Automatic federal budget cuts, known as the sequester, which began March 1, have had minimal impact on federal regulatory agencies, finds a new report on the U.S. budget for fiscal years 2013 and 2014.
“Regulatory agencies’ budgets are growing faster than inflation in 2013, despite concerns about the sequester,” observed report authors Melinda Warren of Washington University in St. Louis and Susan Dudley of George Washington University. “Their budgets are projected to continue growing in 2014, due to a combination of new legislative authorities and presidential priorities.”
The estimated cost of running regulatory agencies in fiscal year 2013 is $56.4 billion, an inflation-adjusted increase of 0.9 percent over 2012 spending. President Barack Obama’s proposed budget for regulatory agencies increases to $59.4 billion in 2014.
The on-budget cost of regulation is detailed in a new report, Sequester’s Impact on Regulatory Agencies Modest: An Analysis of the U.S. Budget for Fiscal Years 2013 and 2014.
The annual report is published by the Weidenbaum Center on the Economy, Government and Public Policy at Washington University in St. Louis and the George Washington University Regulatory Studies Center.
This report presents more than 50 years of data on the expenditures and staff employed to run federal regulatory agencies. These data are extracted from the Budget of the United States Government, prepared annually by the Office of Management and Budget and submitted by the president to the Congress.
This is the 35th edition of the report tracking the spending and staffing for the regulatory agencies as documented in the president’s budget. It includes data from 1960-2014.
The largest regulatory budget increases in 2013 and 2014 are going to:
- The Food and Drug Administration (with more than $600 million additional outlays each year to implement the Food Safety Modernization Act of 2011).
- The Patent and Trademark Office, which the America Invents Act of 2011 authorized to set its own fees (with increases of $399 million in FY 2013 and $293 million in 2014).
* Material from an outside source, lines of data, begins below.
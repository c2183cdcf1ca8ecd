#![cfg(feature = "ubl")]

use chrono::{NaiveDate, NaiveTime};
use factura_pe::core::*;
use factura_pe::ubl;
use quick_xml::Reader;
use quick_xml::events::Event;
use rust_decimal_macros::dec;

fn date(y: i32, m: u32, d: u32) -> NaiveDate {
    NaiveDate::from_ymd_opt(y, m, d).unwrap()
}

fn issuer() -> Company {
    CompanyBuilder::new("6", "20123456789", "ACME S.A.C.")
        .trade_name("ACME")
        .address("Av. Arequipa 123", "MIRAFLORES", "LIMA", "LIMA", "PE")
        .phone("+51 1 4445555")
        .build()
}

fn builder(document_type: DocumentType, series: &str) -> DocumentBuilder {
    DocumentBuilder::new(document_type, series, "123", date(2024, 3, 1))
        .issue_time(NaiveTime::from_hms_opt(9, 15, 0).unwrap())
        .issuer(issuer())
        .customer(CompanyBuilder::new("1", "45678912", "Juan Pérez & Hijos").build())
        .add_line(
            LineBuilder::new(dec!(2), "NIU", "Producto", dec!(100))
                .tax(TaxType::Igv, "10", dec!(18))
                .product_code("P-001")
                .build(),
        )
}

fn factura() -> Document {
    builder(DocumentType::Factura, "F001")
        .due_date(date(2024, 3, 31))
        .payment_terms("Credito", date(2024, 3, 31), dec!(236))
        .build()
        .unwrap()
}

/// Local names of the root's direct children, in order.
fn top_level_elements(xml: &str) -> Vec<String> {
    let mut reader = Reader::from_str(xml);
    let mut depth = 0;
    let mut names = Vec::new();
    loop {
        match reader.read_event().unwrap() {
            Event::Start(e) => {
                depth += 1;
                if depth == 2 {
                    names.push(String::from_utf8(e.name().as_ref().to_vec()).unwrap());
                }
            }
            Event::Empty(e) if depth == 1 => {
                names.push(String::from_utf8(e.name().as_ref().to_vec()).unwrap());
            }
            Event::End(_) => depth -= 1,
            Event::Eof => break,
            _ => {}
        }
    }
    names
}

#[test]
fn invoice_structure() {
    let doc = factura();
    let xml = ubl::to_xml(&doc, &doc.issuer).unwrap();

    assert!(xml.starts_with("<?xml version=\"1.0\" encoding=\"UTF-8\"?>"));
    assert!(xml.contains(&format!("xmlns=\"{}\"", ubl::ns::INVOICE)));
    assert!(xml.contains(&format!("xmlns:ext=\"{}\"", ubl::ns::EXT)));
    assert_eq!(xml.matches(ubl::SIGNATURE_PLACEHOLDER).count(), 1);

    assert_eq!(
        top_level_elements(&xml),
        [
            "ext:UBLExtensions",
            "cbc:UBLVersionID",
            "cbc:CustomizationID",
            "cbc:ID",
            "cbc:IssueDate",
            "cbc:IssueTime",
            "cbc:DueDate",
            "cbc:InvoiceTypeCode",
            "cbc:Note",
            "cbc:DocumentCurrencyCode",
            "cac:Signature",
            "cac:AccountingSupplierParty",
            "cac:AccountingCustomerParty",
            "cac:PaymentTerms",
            "cac:TaxTotal",
            "cac:LegalMonetaryTotal",
            "cac:InvoiceLine",
        ]
    );
}

#[test]
fn invoice_values() {
    let doc = factura();
    let xml = ubl::to_xml(&doc, &doc.issuer).unwrap();

    assert!(xml.contains("<cbc:UBLVersionID>2.1</cbc:UBLVersionID>"));
    assert!(xml.contains("<cbc:CustomizationID>2.0</cbc:CustomizationID>"));
    assert!(xml.contains("<cbc:ID>F001-123</cbc:ID>"));
    assert!(xml.contains("<cbc:IssueDate>2024-03-01</cbc:IssueDate>"));
    assert!(xml.contains("<cbc:IssueTime>09:15:00</cbc:IssueTime>"));
    assert!(xml.contains(
        "<cbc:InvoiceTypeCode listAgencyName=\"PE:SUNAT\" listName=\"Tipo de Documento\" \
         listURI=\"urn:pe:gob:sunat:cpe:see:gem:catalogos:catalogo01\">01</cbc:InvoiceTypeCode>"
    ));
    assert!(xml.contains(
        "<cbc:Note languageLocaleID=\"1000\">DOSCIENTOS TREINTA Y SEIS CON 00/100 SOLES</cbc:Note>"
    ));
    assert!(xml.contains("<cbc:PaymentMeansID>Credito</cbc:PaymentMeansID>"));
    assert!(xml.contains("<cbc:PayableAmount currencyID=\"PEN\">236.00</cbc:PayableAmount>"));
    assert!(xml.contains("<cbc:InvoicedQuantity unitCode=\"NIU\">2.00</cbc:InvoicedQuantity>"));
    // 100 * 1.18
    assert!(xml.contains("<cbc:PriceAmount currencyID=\"PEN\">118.00</cbc:PriceAmount>"));
    assert!(xml.contains("<cbc:PriceTypeCode>01</cbc:PriceTypeCode>"));
    assert!(xml.contains("<cbc:URI>#SignatureST</cbc:URI>"));
    assert!(xml.contains("<cbc:ID>IDSignST</cbc:ID>"));
    assert!(xml.contains("<cbc:AddressTypeCode>0000</cbc:AddressTypeCode>"));
    assert!(xml.contains("<cbc:Telephone>+51 1 4445555</cbc:Telephone>"));
    assert!(xml.contains("Juan Pérez &amp; Hijos"));
    assert!(xml.contains("<cbc:ID>P-001</cbc:ID>"));
}

#[test]
fn boleta_uses_invoice_schema() {
    let doc = builder(DocumentType::Boleta, "B001")
        .payment_terms("Contado", date(2024, 3, 1), dec!(236))
        .build()
        .unwrap();
    let xml = ubl::to_xml(&doc, &doc.issuer).unwrap();
    assert!(xml.contains("<Invoice xmlns="));
    assert!(xml.contains(">03</cbc:InvoiceTypeCode>"));
    assert!(!xml.contains("cbc:DueDate"));
}

#[test]
fn invoice_requires_payment_terms() {
    let doc = builder(DocumentType::Factura, "F001").build().unwrap();
    let err = ubl::to_xml(&doc, &doc.issuer).unwrap_err();
    assert!(matches!(err, CpeError::Validation(ref m) if m.contains("payment_terms")));

    let doc = builder(DocumentType::Factura, "F001")
        .payment_terms("  ", date(2024, 3, 1), dec!(236))
        .build()
        .unwrap();
    assert!(matches!(
        ubl::to_xml(&doc, &doc.issuer),
        Err(CpeError::Validation(_))
    ));
}

#[test]
fn credit_note() {
    let doc = builder(DocumentType::NotaCredito, "FC01")
        .related_document(DocumentType::Factura, "F001", "100")
        .related_document(DocumentType::Factura, "F001", "101")
        .build()
        .unwrap();
    let xml = ubl::to_xml(&doc, &doc.issuer).unwrap();

    assert!(xml.contains(&format!("<CreditNote xmlns=\"{}\"", ubl::ns::CREDIT_NOTE)));
    assert!(xml.contains("<cbc:ReferenceID>F001-100</cbc:ReferenceID>"));
    assert!(xml.contains("<cbc:ResponseCode>01</cbc:ResponseCode>"));
    assert!(xml.contains("<cbc:Description>Anulación de la operación</cbc:Description>"));
    assert_eq!(xml.matches("<cac:BillingReference>").count(), 2);
    assert!(xml.contains("<cbc:CreditedQuantity unitCode=\"NIU\">2.00</cbc:CreditedQuantity>"));
    assert!(xml.contains("<cac:LegalMonetaryTotal>"));
    assert!(!xml.contains("cac:PaymentTerms"));
    assert!(!xml.contains("cbc:InvoiceTypeCode"));

    let elements = top_level_elements(&xml);
    let pos = |name: &str| elements.iter().position(|e| e == name).unwrap();
    assert!(pos("cac:DiscrepancyResponse") < pos("cac:BillingReference"));
    assert!(pos("cac:BillingReference") < pos("cac:Signature"));
}

#[test]
fn debit_note() {
    let doc = builder(DocumentType::NotaDebito, "FD01")
        .related_document(DocumentType::Factura, "F001", "100")
        .build()
        .unwrap();
    let xml = ubl::to_debit_note_xml(&doc, &doc.issuer).unwrap();

    assert!(xml.contains(&format!("<DebitNote xmlns=\"{}\"", ubl::ns::DEBIT_NOTE)));
    assert!(xml.contains("<cbc:ResponseCode>02</cbc:ResponseCode>"));
    assert!(xml.contains("<cac:RequestedMonetaryTotal>"));
    assert!(xml.contains("<cbc:DebitedQuantity unitCode=\"NIU\">"));
    assert!(xml.contains("<cac:DebitNoteLine>"));
}

#[test]
fn note_requires_related_document() {
    let doc = builder(DocumentType::NotaCredito, "FC01").build().unwrap();
    let err = ubl::to_xml(&doc, &doc.issuer).unwrap_err();
    assert!(matches!(err, CpeError::Validation(ref m) if m.contains("related_documents")));
}

#[test]
fn tax_total_groups_by_type_and_code() {
    let doc = builder(DocumentType::Factura, "F001")
        .add_line(
            LineBuilder::new(dec!(1), "NIU", "Exonerado", dec!(50))
                .tax(TaxType::Igv, "20", dec!(0))
                .build(),
        )
        .add_line(
            LineBuilder::new(dec!(1), "NIU", "Otro gravado", dec!(10))
                .tax(TaxType::Igv, "10", dec!(18))
                .build(),
        )
        .payment_terms("Contado", date(2024, 3, 1), dec!(297.80))
        .build()
        .unwrap();
    let xml = ubl::to_xml(&doc, &doc.issuer).unwrap();

    // Document level: groups (IGV,10) and (IGV,20). Lines: one each.
    assert_eq!(xml.matches("<cac:TaxSubtotal>").count(), 2 + 3);
    assert!(xml.contains("<cbc:TaxableAmount currencyID=\"PEN\">210.00</cbc:TaxableAmount>"));
    assert!(xml.contains("<cbc:TaxAmount currencyID=\"PEN\">37.80</cbc:TaxAmount>"));
    assert!(xml.contains("<cbc:TaxableAmount currencyID=\"PEN\">50.00</cbc:TaxableAmount>"));
}

#[test]
fn output_is_deterministic() {
    let doc = factura();
    assert_eq!(
        ubl::to_xml(&doc, &doc.issuer).unwrap(),
        ubl::to_xml(&doc, &doc.issuer).unwrap()
    );
}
- Customs and Border Protection (with increases of $115 million in FY 2013 and $542 million in FY 2014).
- Financial agencies to which the Dodd-Frank Wall Street Reform and Consumer Protection Act granted new authority, particularly the Securities and Exchange Commission (more than $250 million each year), the Comptroller of the Currency ($18 million in 2013 and $368 million in 2014), and the Consumer Financial Protection Bureau ($116 million in 2013 and $158 million in 2014).
Staffing at regulatory agencies is projected to increase in both the current and next fiscal years.
- Federal regulatory agencies employ an estimated 282,070 people in FY 2013, a 1.6 percent increase over FY2012. The Budget requests an additional 0.7 percent increase in FY2014, bringing personnel to 284,085.
- Financial regulators (particularly the Consumer Financial Protection Bureau, the Commodity Futures Trading Commission, and the Securities and Exchange Commission) are set to increase personnel significantly (more than 2,000 new staff for those three agencies over two fiscal years). The Federal Deposit Insurance Corporation faces significant staff reductions in both 2013 and 2014 that would bring its staffing levels back to what they were in 2008 and 2009.
- The Patent and Trademark Office continues to grow, with more than 2,000 new employees projected over the 2 years.
- The Food and Drug Administration is projected to add more than 1,000 people each year (reflecting a growth rate of 7.5 percent in 2013 and 6.9 percent in 2014).
- Within the Department of Homeland Security, only Customs and Border Protection is budgeted for more staff in 2014. Its employment increased by 790 people in 2013 and another 990 in 2014. The 2014 Budget requests more than a 900-person reduction at Immigration & Customs Enforcement after an increase of 100 employees in 2013.
The full report is available online at
wc.wustl.edu/regulatory_reports and regulatorystudies.gwu.edu.
This report tracks the “regulators’ budget,” that portion of the fiscal budget devoted to developing and enforcing federal regulations that alter private sector behavior, from 1960 to 2014. Though these on-budget costs of regulation represent a small fraction of the full cost of regulations to society and do not provide information on regulations’ benefits, the time-series data presented here offer useful insights into the growth and composition of regulation over the last 54 years, as well as current priorities.
These data cover agencies whose regulations primarily affect private sector activities, and expressly excludes budget and staffing associated with regulations that govern taxation, entitlement, procurement, subsidy, and credit functions. For example, the Internal Revenue Service, the Social Security Administration, and the Department of Defense are not included, although they issue regulations.
The Department of Health and Human Services Center for Medicaid and Medicare Services (CMS), while issuing about one-third of all the final regulations published in a typical year, has traditionally been excluded because its regulations have primarily addressed the allocation of entitlements.
The Patient Protection and Affordable Care Act of 2010 granted CMS new responsibilities, many of which (such as the regulation of private insurance markets) are clearly within the scope of this report. However, the President’s budget does not allow us to distinguish spending and staffing for those activities from CMS’s traditional responsibilities, and we were unable to include them here.